(Your assignment) Output the data in full. Keep every entry exactly as written.

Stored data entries
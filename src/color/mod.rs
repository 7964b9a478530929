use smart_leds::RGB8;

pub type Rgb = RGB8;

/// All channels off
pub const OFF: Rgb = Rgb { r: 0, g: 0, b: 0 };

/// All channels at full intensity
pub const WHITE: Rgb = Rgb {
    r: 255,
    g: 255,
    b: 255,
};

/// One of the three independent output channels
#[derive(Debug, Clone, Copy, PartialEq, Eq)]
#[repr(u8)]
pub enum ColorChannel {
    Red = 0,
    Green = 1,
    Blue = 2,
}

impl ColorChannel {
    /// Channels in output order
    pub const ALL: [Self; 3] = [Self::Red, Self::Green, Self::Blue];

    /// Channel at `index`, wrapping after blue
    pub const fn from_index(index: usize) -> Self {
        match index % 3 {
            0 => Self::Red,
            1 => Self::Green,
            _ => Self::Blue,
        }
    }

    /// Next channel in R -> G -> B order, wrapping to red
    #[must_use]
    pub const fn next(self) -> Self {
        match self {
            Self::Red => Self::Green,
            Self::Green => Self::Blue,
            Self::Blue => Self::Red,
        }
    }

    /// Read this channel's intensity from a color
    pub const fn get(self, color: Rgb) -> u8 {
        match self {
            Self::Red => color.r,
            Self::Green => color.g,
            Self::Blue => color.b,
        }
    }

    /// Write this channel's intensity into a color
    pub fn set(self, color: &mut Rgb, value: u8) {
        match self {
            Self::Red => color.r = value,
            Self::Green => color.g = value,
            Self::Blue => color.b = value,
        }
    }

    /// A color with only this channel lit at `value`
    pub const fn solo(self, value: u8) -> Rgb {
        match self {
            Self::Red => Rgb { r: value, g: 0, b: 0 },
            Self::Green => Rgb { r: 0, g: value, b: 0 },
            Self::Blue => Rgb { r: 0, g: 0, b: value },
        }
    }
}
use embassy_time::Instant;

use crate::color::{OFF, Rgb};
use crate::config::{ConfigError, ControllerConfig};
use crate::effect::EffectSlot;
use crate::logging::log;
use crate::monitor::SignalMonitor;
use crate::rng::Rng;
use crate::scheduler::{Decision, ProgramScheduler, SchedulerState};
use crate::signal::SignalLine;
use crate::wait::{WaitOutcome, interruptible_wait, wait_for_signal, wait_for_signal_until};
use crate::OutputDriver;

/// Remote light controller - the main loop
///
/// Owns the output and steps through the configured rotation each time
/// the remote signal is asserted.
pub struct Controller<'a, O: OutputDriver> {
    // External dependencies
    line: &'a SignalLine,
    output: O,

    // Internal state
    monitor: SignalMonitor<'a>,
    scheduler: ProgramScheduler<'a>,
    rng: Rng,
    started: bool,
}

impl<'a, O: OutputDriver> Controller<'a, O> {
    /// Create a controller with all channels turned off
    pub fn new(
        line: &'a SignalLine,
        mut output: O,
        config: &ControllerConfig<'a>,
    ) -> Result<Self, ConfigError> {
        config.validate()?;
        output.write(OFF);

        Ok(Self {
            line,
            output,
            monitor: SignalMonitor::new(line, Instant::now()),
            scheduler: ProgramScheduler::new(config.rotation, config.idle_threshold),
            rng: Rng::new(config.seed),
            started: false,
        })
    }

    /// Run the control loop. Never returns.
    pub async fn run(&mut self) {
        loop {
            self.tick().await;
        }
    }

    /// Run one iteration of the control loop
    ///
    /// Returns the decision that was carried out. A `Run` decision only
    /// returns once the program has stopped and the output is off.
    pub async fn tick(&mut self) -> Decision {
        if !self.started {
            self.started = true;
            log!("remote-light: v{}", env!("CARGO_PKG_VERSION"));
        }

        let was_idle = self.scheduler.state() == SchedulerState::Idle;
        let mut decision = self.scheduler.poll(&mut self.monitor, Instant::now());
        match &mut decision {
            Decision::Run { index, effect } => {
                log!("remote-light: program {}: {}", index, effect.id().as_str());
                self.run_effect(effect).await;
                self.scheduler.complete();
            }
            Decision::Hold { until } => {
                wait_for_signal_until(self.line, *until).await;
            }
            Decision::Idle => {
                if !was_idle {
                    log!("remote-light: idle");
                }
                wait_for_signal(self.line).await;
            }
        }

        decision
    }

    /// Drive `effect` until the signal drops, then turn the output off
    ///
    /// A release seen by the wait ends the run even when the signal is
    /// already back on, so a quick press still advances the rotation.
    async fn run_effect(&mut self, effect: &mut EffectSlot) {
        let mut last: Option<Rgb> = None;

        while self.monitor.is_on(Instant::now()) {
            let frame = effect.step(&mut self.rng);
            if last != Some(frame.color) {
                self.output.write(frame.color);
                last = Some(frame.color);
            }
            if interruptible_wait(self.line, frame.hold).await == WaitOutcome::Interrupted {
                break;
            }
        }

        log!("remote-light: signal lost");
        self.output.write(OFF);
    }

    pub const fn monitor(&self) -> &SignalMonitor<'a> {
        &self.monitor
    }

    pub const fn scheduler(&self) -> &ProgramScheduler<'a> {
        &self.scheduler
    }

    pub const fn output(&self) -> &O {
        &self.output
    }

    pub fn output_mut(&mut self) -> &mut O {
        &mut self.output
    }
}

(Response)
filename src/color/mod.rs
repository 7964b9a478530929
use smart_leds::RGB8;

pub type Rgb = RGB8;

/// All channels off
pub const OFF: Rgb = Rgb { r: 0, g: 0, b: 0 };

/// All channels at full intensity
pub const WHITE: Rgb = Rgb {
    r: 255,
    g: 255,
    b: 255,
};

/// One of the three independent output channels
#[derive(Debug, Clone, Copy, PartialEq, Eq)]
#[repr(u8)]
pub enum ColorChannel {
    Red = 0,
    Green = 1,
    Blue = 2,
}

impl ColorChannel {
    /// Channels in output order
    pub const ALL: [Self; 3] = [Self::Red, Self::Green, Self::Blue];

    /// Channel at `index`, wrapping after blue
    pub const fn from_index(index: usize) -> Self {
        match index % 3 {
            0 => Self::Red,
            1 => Self::Green,
            _ => Self::Blue,
        }
    }

    /// Next channel in R -> G -> B order, wrapping to red
    #[must_use]
    pub const fn next(self) -> Self {
        match self {
            Self::Red => Self::Green,
            Self::Green => Self::Blue,
            Self::Blue => Self::Red,
        }
    }

    /// Read this channel's intensity from a color
    pub const fn get(self, color: Rgb) -> u8 {
        match self {
            Self::Red => color.r,
            Self::Green => color.g,
            Self::Blue => color.b,
        }
    }

    /// Write this channel's intensity into a color
    pub fn set(self, color: &mut Rgb, value: u8) {
        match self {
            Self::Red => color.r = value,
            Self::Green => color.g = value,
            Self::Blue => color.b = value,
        }
    }

    /// A color with only this channel lit at `value`
    pub const fn solo(self, value: u8) -> Rgb {
        match self {
            Self::Red => Rgb { r: value, g: 0, b: 0 },
            Self::Green => Rgb { r: 0, g: value, b: 0 },
            Self::Blue => Rgb { r: 0, g: 0, b: value },
        }
    }
}
use embassy_time::Instant;

use crate::color::{OFF, Rgb};
use crate::config::{ConfigError, ControllerConfig};
use crate::effect::EffectSlot;
use crate::logging::log;
use crate::monitor::SignalMonitor;
use crate::rng::Rng;
use crate::scheduler::{Decision, ProgramScheduler, SchedulerState};
use crate::signal::SignalLine;
use crate::wait::{WaitOutcome, interruptible_wait, wait_for_signal, wait_for_signal_until};
use crate::OutputDriver;

/// Remote light controller - the main loop
///
/// Owns the output and steps through the configured rotation each time
/// the remote signal is asserted.
pub struct Controller<'a, O: OutputDriver> {
    // External dependencies
    line: &'a SignalLine,
    output: O,

    // Internal state
    monitor: SignalMonitor<'a>,
    scheduler: ProgramScheduler<'a>,
    rng: Rng,
    started: bool,
}

impl<'a, O: OutputDriver> Controller<'a, O> {
    /// Create a controller with all channels turned off
    pub fn new(
        line: &'a SignalLine,
        mut output: O,
        config: &ControllerConfig<'a>,
    ) -> Result<Self, ConfigError> {
        config.validate()?;
        output.write(OFF);

        Ok(Self {
            line,
            output,
            monitor: SignalMonitor::new(line, Instant::now()),
            scheduler: ProgramScheduler::new(config.rotation, config.idle_threshold),
            rng: Rng::new(config.seed),
            started: false,
        })
    }

    /// Run the control loop. Never returns.
    pub async fn run(&mut self) {
        loop {
            self.tick().await;
        }
    }

    /// Run one iteration of the control loop
    ///
    /// Returns the decision that was carried out. A `Run` decision only
    /// returns once the program has stopped and the output is off.
    pub async fn tick(&mut self) -> Decision {
        if !self.started {
            self.started = true;
            log!("remote-light: v{}", env!("CARGO_PKG_VERSION"));
        }

        let was_idle = self.scheduler.state() == SchedulerState::Idle;
        let mut decision = self.scheduler.poll(&mut self.monitor, Instant::now());
        match &mut decision {
            Decision::Run { index, effect } => {
                log!("remote-light: program {}: {}", index, effect.id().as_str());
                self.run_effect(effect).await;
                self.scheduler.complete();
            }
            Decision::Hold { until } => {
                wait_for_signal_until(self.line, *until).await;
            }
            Decision::Idle => {
                if !was_idle {
                    log!("remote-light: idle");
                }
                wait_for_signal(self.line).await;
            }
        }

        decision
    }

    /// Drive `effect` until the signal drops, then turn the output off
    ///
    /// A release seen by the wait ends the run even when the signal is
    /// already back on, so a quick press still advances the rotation.
    async fn run_effect(&mut self, effect: &mut EffectSlot) {
        let mut last: Option<Rgb> = None;

        while self.monitor.is_on(Instant::now()) {
            let frame = effect.step(&mut self.rng);
            if last != Some(frame.color) {
                self.output.write(frame.color);
                last = Some(frame.color);
            }
            if interruptible_wait(self.line, frame.hold).await == WaitOutcome::Interrupted {
                break;
            }
        }

        log!("remote-light: signal lost");
        self.output.write(OFF);
    }

    pub const fn monitor(&self) -> &SignalMonitor<'a> {
        &self.monitor
    }

    pub const fn scheduler(&self) -> &ProgramScheduler<'a> {
        &self.scheduler
    }

    pub const fn output(&self) -> &O {
        &self.output
    }

    pub fn output_mut(&mut self) -> &mut O {
        &mut self.output
    }
}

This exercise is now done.